* [WHAT TO WORK ON]
Your response should be a copy of each line in the listing below that includes the word "returned".

* [AVAILABLE RECORDS]
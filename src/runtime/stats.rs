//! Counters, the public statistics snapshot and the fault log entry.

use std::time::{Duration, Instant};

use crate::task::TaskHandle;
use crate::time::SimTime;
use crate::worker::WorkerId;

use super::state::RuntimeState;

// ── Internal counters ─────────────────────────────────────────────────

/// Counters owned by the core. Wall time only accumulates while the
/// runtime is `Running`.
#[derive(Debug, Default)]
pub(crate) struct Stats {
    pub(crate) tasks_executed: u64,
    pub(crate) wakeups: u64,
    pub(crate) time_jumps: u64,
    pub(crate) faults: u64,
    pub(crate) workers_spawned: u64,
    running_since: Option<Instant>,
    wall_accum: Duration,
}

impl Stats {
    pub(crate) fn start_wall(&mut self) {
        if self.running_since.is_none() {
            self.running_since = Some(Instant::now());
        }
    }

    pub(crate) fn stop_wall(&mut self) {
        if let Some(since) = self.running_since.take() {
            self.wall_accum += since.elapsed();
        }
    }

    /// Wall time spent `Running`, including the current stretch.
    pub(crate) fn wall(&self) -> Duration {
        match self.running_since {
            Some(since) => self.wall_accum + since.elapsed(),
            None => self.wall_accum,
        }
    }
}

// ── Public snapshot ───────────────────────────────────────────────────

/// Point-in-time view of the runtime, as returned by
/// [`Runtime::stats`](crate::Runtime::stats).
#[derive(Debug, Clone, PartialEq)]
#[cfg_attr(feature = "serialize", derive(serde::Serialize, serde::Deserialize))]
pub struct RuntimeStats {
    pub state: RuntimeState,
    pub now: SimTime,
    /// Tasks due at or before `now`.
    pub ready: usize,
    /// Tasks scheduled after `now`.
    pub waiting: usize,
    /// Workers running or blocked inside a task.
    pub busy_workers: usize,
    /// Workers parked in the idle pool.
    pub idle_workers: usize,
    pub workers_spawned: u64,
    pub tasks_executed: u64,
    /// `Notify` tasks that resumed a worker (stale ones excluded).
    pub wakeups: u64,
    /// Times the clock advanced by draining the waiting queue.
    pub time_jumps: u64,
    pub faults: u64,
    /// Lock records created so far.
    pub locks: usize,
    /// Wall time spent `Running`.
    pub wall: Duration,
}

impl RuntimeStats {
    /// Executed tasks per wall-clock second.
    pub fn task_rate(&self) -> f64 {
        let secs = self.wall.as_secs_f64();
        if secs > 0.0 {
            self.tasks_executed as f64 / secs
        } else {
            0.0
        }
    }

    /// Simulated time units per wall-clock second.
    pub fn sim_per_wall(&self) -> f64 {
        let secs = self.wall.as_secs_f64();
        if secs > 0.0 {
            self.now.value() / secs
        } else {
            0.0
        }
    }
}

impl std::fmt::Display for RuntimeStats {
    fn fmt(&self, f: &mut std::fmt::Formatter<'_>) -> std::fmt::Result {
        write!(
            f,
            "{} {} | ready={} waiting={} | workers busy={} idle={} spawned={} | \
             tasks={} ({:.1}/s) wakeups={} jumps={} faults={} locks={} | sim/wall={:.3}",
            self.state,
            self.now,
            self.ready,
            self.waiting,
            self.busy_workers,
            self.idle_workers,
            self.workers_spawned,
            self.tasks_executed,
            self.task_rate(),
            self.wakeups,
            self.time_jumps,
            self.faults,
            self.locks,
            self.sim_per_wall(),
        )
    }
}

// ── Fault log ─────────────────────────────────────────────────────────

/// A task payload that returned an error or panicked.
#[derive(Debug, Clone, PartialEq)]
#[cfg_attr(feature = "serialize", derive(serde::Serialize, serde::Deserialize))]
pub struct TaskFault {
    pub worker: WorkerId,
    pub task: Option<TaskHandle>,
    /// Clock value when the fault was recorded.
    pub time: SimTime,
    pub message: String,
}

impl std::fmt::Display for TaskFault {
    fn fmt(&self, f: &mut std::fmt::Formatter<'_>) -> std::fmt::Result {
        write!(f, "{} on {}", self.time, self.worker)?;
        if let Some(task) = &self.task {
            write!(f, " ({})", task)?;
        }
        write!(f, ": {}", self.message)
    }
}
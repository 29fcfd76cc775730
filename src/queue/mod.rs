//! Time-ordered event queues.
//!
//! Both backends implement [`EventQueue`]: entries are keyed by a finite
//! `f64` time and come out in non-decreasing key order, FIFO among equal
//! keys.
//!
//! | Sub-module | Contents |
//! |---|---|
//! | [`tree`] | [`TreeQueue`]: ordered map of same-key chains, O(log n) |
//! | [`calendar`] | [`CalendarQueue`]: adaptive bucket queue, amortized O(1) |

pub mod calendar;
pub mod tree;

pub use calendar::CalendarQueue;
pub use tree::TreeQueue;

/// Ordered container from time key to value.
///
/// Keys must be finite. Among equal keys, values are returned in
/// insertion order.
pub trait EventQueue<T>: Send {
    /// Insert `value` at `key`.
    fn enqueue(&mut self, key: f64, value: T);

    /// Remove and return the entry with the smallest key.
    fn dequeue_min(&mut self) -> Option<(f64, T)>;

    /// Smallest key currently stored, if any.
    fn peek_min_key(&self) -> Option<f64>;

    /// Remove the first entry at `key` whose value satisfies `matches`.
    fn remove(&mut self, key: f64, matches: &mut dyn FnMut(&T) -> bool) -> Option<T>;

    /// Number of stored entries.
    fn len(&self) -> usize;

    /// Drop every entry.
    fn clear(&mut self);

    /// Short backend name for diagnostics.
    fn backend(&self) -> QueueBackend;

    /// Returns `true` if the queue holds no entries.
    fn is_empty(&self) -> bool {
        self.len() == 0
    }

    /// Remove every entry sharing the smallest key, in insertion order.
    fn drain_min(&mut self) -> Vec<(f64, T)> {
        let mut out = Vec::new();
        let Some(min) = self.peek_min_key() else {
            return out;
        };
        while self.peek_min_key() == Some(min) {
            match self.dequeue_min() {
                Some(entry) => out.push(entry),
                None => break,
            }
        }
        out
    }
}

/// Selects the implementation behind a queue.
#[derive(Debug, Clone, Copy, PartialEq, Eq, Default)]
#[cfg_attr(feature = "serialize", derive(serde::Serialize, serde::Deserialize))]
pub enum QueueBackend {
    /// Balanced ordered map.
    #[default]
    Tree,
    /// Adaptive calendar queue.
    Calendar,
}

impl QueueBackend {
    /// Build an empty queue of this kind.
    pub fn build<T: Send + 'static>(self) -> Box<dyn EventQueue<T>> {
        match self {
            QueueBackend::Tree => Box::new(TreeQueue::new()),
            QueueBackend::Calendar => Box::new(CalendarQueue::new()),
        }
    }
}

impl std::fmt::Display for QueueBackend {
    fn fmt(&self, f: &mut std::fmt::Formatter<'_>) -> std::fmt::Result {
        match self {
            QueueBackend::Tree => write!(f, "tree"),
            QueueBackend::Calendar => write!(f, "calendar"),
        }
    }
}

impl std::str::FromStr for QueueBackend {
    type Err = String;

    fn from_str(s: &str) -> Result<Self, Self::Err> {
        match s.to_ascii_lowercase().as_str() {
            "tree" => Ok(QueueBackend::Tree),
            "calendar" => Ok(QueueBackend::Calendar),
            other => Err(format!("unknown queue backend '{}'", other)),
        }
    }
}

* [RESPONSE TO THE TASK]
/// Point-in-time view of the runtime, as returned by
/// A task payload that returned an error or panicked.
/// Keys must be finite. Among equal keys, values are returned in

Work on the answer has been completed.